» Assigned task: In the listing below, locate the lines that hold "ScoredFields" and copy them.

» Material provided:
╔══

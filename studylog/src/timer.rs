use std::io::Write;
use std::time::Duration;

use anyhow::Result;
use study_store::timer::Stopwatch;
use tokio::time::{interval, MissedTickBehavior};

/// Drives the stopwatch once per second until Ctrl-C, or until a countdown runs out.
pub async fn run_timer<W: Write>(countdown: Option<u64>, out: &mut W) -> Result<Stopwatch> {
    let mut watch = countdown.map(Stopwatch::countdown).unwrap_or_default();
    watch.start();

    let mut ticker = interval(Duration::from_secs(1));
    ticker.set_missed_tick_behavior(MissedTickBehavior::Delay);
    ticker.tick().await;

    write!(out, "{}", watch.display())?;
    out.flush()?;

    let ctrl_c = tokio::signal::ctrl_c();
    tokio::pin!(ctrl_c);

    while watch.is_running() {
        tokio::select! {
            _ = ticker.tick() => {
                watch.tick();
                write!(out, "\r{}", watch.display())?;
                out.flush()?;
            }
            _ = &mut ctrl_c => {
                watch.pause();
            }
        }
    }
    writeln!(out)?;

    if watch.is_finished() {
        writeln!(out, "Time is up")?;
    }
    log::debug!("[timer] Stopped after {} seconds", watch.elapsed());
    Ok(watch)
}

#[cfg(test)]
mod tests {
    use super::run_timer;

    #[tokio::test(start_paused = true)]
    async fn test_countdown_runs_out() {
        let mut out = Vec::new();

        let watch = run_timer(Some(3), &mut out).await.unwrap();

        assert!(watch.is_finished());
        assert_eq!(watch.elapsed(), 3);

        let text = String::from_utf8(out).unwrap();
        assert!(text.starts_with("00:00:03\r00:00:02\r00:00:01\r00:00:00"));
        assert!(text.ends_with("Time is up\n"));
    }
}
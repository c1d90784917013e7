use std::fs::create_dir_all;
use std::path::{Path, PathBuf};

use anyhow::{Context, Result};

use crate::record::Domain;

const RECORDINGS_DIR: &str = "speaking_recordings";

/// Where every persisted artifact lives, relative to one data directory.
#[derive(Debug, Clone, PartialEq)]
pub struct DataLayout {
    root: PathBuf,
}

impl DataLayout {
    pub fn new<P: AsRef<Path>>(root: P) -> Self {
        DataLayout {
            root: root.as_ref().to_path_buf(),
        }
    }

    pub fn root(&self) -> &Path {
        &self.root
    }

    pub fn csv_path(&self, domain: Domain) -> PathBuf {
        self.root.join(domain.file_name())
    }

    pub fn recordings_dir(&self) -> PathBuf {
        self.root.join(RECORDINGS_DIR)
    }

    pub fn ensure_dirs(&self) -> Result<()> {
        create_dir_all(&self.root)
            .with_context(|| format!("Failed create data directory {:?}", self.root))?;
        create_dir_all(self.recordings_dir())
            .with_context(|| format!("Failed create recordings directory {:?}", self.root))?;
        Ok(())
    }
}
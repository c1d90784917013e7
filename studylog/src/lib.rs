pub mod cli;
pub mod commands;
pub mod render;
pub mod timer;
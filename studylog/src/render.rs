use study_store::record::{ScoredAttempt, SpeakingAttempt};

const EMPTY_LOG: &str = "No items yet.";

fn cell(value: &str) -> &str {
    if value.is_empty() {
        "-"
    } else {
        value
    }
}

pub fn scored_table<R: AsRef<ScoredAttempt>>(records: &[R]) -> String {
    if records.is_empty() {
        return EMPTY_LOG.to_string();
    }

    let mut lines = vec![format!(
        "{:>11}  {:>13}  {:<10}  {}",
        "Link Number", "Right Answers", "Day", "Questions Link"
    )];
    lines.extend(records.iter().map(AsRef::as_ref).map(|record| {
        format!(
            "{:>11}  {:>13}  {:<10}  {}",
            record.id,
            record.right_answers,
            cell(&record.day),
            cell(&record.url)
        )
    }));

    lines.join("\n")
}

pub fn speaking_table(records: &[SpeakingAttempt]) -> String {
    if records.is_empty() {
        return EMPTY_LOG.to_string();
    }

    let mut lines = vec![format!("{:>4}  {:<10}  {}", "#", "Day", "Task Link")];
    lines.extend(records.iter().map(|record| {
        format!(
            "{:>4}  {:<10}  {}",
            record.id,
            cell(&record.day),
            cell(&record.url)
        )
    }));

    lines.join("\n")
}
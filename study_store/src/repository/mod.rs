pub mod file;

use std::{fmt::Debug, result::Result as StdResult};

use thiserror::Error;

use crate::record::{Record, RecordId};

#[derive(Debug, Error)]
pub enum RepositoryError {
    #[error("Unreadable({0:#})")]
    Unreadable(anyhow::Error),
    #[error("WriteError({0:#})")]
    WriteError(anyhow::Error),
}

pub type RepositoryResult<T> = StdResult<T, RepositoryError>;

/// Whole-set persistence for one domain's log.
///
/// Every mutation rewrites the complete set, there is no partial or append write.
pub trait RecordsRepository: Debug + Send + Sync + 'static {
    type Item: Record;

    /// Reads the persisted set sorted by id. A store that was never written is an empty set.
    fn load(&self) -> RepositoryResult<Vec<Self::Item>>;

    /// Replaces the persisted set with exactly `records`, written in ascending id order.
    fn replace_all(&mut self, records: &[Self::Item]) -> RepositoryResult<()>;

    fn delete(&mut self, record_id: RecordId) -> RepositoryResult<()> {
        let remaining = self
            .load()?
            .into_iter()
            .filter(|record| record.id() != record_id)
            .collect::<Vec<Self::Item>>();

        self.replace_all(&remaining)
    }

    fn next_id(&self, current: &[Self::Item]) -> Option<RecordId> {
        next_id(current)
    }
}

/// One past the largest id, so ids freed by deletion are never handed out again.
///
/// `None` once the largest id is `RecordId::MAX`.
pub fn next_id<R: Record>(records: &[R]) -> Option<RecordId> {
    match records.iter().map(Record::id).max() {
        Some(max_id) => max_id.checked_add(1),
        None => Some(1),
    }
}

#[cfg(test)]
mod tests {
    use super::next_id;
    use crate::record::{Record, RecordId, SpeakingAttempt};

    fn speaking(id: RecordId) -> SpeakingAttempt {
        SpeakingAttempt::blank(id, "2024-01-01".to_string())
    }

    #[test]
    fn test_next_id_empty() {
        assert_eq!(next_id::<SpeakingAttempt>(&[]), Some(1));
    }

    #[test]
    fn test_next_id_with_gaps() {
        let records = vec![speaking(7), speaking(2)];
        assert_eq!(next_id(&records), Some(8));
    }

    #[test]
    fn test_next_id_after_first_deleted() {
        assert_eq!(next_id(&[speaking(2)]), Some(3));
    }

    #[test]
    fn test_next_id_negative_only() {
        assert_eq!(next_id(&[speaking(-3)]), Some(-2));
    }

    #[test]
    fn test_next_id_exhausted() {
        assert_eq!(next_id(&[speaking(1), speaking(RecordId::MAX)]), None);
    }
}
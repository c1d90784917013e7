use std::path::PathBuf;

use clap::{Args, Parser, Subcommand, ValueEnum};
use study_store::record::{Domain, RecordId, ScoredDraft, SpeakingDraft};

pub const DEFAULT_DATA_DIR: &str = "data";

#[derive(Parser, Debug)]
#[command(name = "studylog", version, about = "Reading, listening and speaking practice log")]
pub struct Cli {
    /// Directory holding the practice logs and speaking recordings
    #[arg(long, env = "STUDYLOG_DATA_DIR", default_value = DEFAULT_DATA_DIR)]
    pub data_dir: PathBuf,

    #[command(subcommand)]
    pub command: Command,
}

#[derive(Subcommand, Debug)]
pub enum Command {
    /// Reading practice log
    Reading {
        #[command(subcommand)]
        action: ScoredAction,
    },
    /// Listening practice log
    Listening {
        #[command(subcommand)]
        action: ScoredAction,
    },
    /// Speaking practice log and answer recordings
    Speaking {
        #[command(subcommand)]
        action: SpeakingAction,
    },
    /// Show the tips of a section
    Tips { domain: DomainArg },
    /// Show the speaking answer templates
    Templates,
    /// Run a practice stopwatch until Ctrl-C
    Timer {
        /// Count down from this many seconds instead of counting up
        #[arg(long)]
        countdown: Option<u64>,
    },
}

#[derive(ValueEnum, Clone, Copy, Debug, PartialEq)]
pub enum DomainArg {
    Reading,
    Listening,
    Speaking,
}

impl From<DomainArg> for Domain {
    fn from(value: DomainArg) -> Self {
        match value {
            DomainArg::Reading => Domain::Reading,
            DomainArg::Listening => Domain::Listening,
            DomainArg::Speaking => Domain::Speaking,
        }
    }
}

#[derive(Subcommand, Debug)]
pub enum ScoredAction {
    /// Show every item
    List {
        #[arg(long)]
        json: bool,
    },
    /// Add a new item and save it
    Add(ScoredFields),
    /// Change fields of an existing item, the others keep their value
    Edit {
        #[arg(allow_negative_numbers = true)]
        id: RecordId,
        #[command(flatten)]
        fields: ScoredFields,
    },
    /// Delete an item
    Delete {
        #[arg(allow_negative_numbers = true)]
        id: RecordId,
    },
}

#[derive(Args, Debug, Clone, Default)]
pub struct ScoredFields {
    /// Questions link
    #[arg(long)]
    pub url: Option<String>,
    /// Number of right answers
    #[arg(long, allow_hyphen_values = true)]
    pub right_answers: Option<String>,
    /// Day of the attempt, YYYY-MM-DD
    #[arg(long)]
    pub day: Option<String>,
}

impl ScoredFields {
    pub fn apply(self, mut draft: ScoredDraft) -> ScoredDraft {
        if let Some(url) = self.url {
            draft.url = url;
        }
        if let Some(right_answers) = self.right_answers {
            draft.right_answers = right_answers;
        }
        if let Some(day) = self.day {
            draft.day = day;
        }
        draft
    }
}

#[derive(Subcommand, Debug)]
pub enum SpeakingAction {
    /// Show every item
    List {
        #[arg(long)]
        json: bool,
    },
    /// Add a new item, it is stored right away
    Add(SpeakingFields),
    /// Change fields of an existing item, the others keep their value
    Edit {
        #[arg(allow_negative_numbers = true)]
        id: RecordId,
        #[command(flatten)]
        fields: SpeakingFields,
    },
    /// Delete an item
    Delete {
        #[arg(allow_negative_numbers = true)]
        id: RecordId,
    },
    /// List audio input devices
    Devices,
    /// Record an answer for an item and save it as WAV
    Record {
        #[arg(allow_negative_numbers = true)]
        id: RecordId,
        /// Recording length
        #[arg(long, default_value_t = 45)]
        seconds: u64,
        /// Input device name, the default device when omitted
        #[arg(long)]
        device: Option<String>,
        /// Listen to the answer before it is saved
        #[arg(long)]
        play: bool,
    },
    /// List saved answers of an item
    Recordings {
        #[arg(allow_negative_numbers = true)]
        id: RecordId,
    },
    /// Play a saved answer
    Play {
        path: PathBuf,
        /// Start position in seconds
        #[arg(long, default_value_t = 0.0)]
        from: f64,
    },
}

#[derive(Args, Debug, Clone, Default)]
pub struct SpeakingFields {
    /// Task link
    #[arg(long)]
    pub url: Option<String>,
    /// Day of the attempt, YYYY-MM-DD
    #[arg(long)]
    pub day: Option<String>,
}

impl SpeakingFields {
    pub fn apply(self, mut draft: SpeakingDraft) -> SpeakingDraft {
        if let Some(url) = self.url {
            draft.url = url;
        }
        if let Some(day) = self.day {
            draft.day = day;
        }
        draft
    }

    pub fn is_empty(&self) -> bool {
        self.url.is_none() && self.day.is_none()
    }
}

#[cfg(test)]
mod tests {
    use clap::{CommandFactory, Parser};

    use super::{Cli, Command, ScoredAction};

    #[test]
    fn test_cli_definition() {
        Cli::command().debug_assert();
    }

    #[test]
    fn test_cli_negative_right_answers_reaches_validation() {
        let cli = Cli::try_parse_from([
            "studylog",
            "reading",
            "edit",
            "3",
            "--right-answers",
            "-1",
        ])
        .unwrap();

        match cli.command {
            Command::Reading {
                action: ScoredAction::Edit { id, fields },
            } => {
                assert_eq!(id, 3);
                assert_eq!(fields.right_answers.as_deref(), Some("-1"));
            }
            other => panic!("unexpected command {:?}", other),
        }
    }

    #[test]
    fn test_cli_negative_item_number() {
        let cli = Cli::try_parse_from(["studylog", "listening", "delete", "-1"]).unwrap();

        match cli.command {
            Command::Listening {
                action: ScoredAction::Delete { id },
            } => assert_eq!(id, -1),
            other => panic!("unexpected command {:?}", other),
        }
    }
}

╚══

» Task solution:
    Add(ScoredFields),
        fields: ScoredFields,
pub struct ScoredFields {
impl ScoredFields {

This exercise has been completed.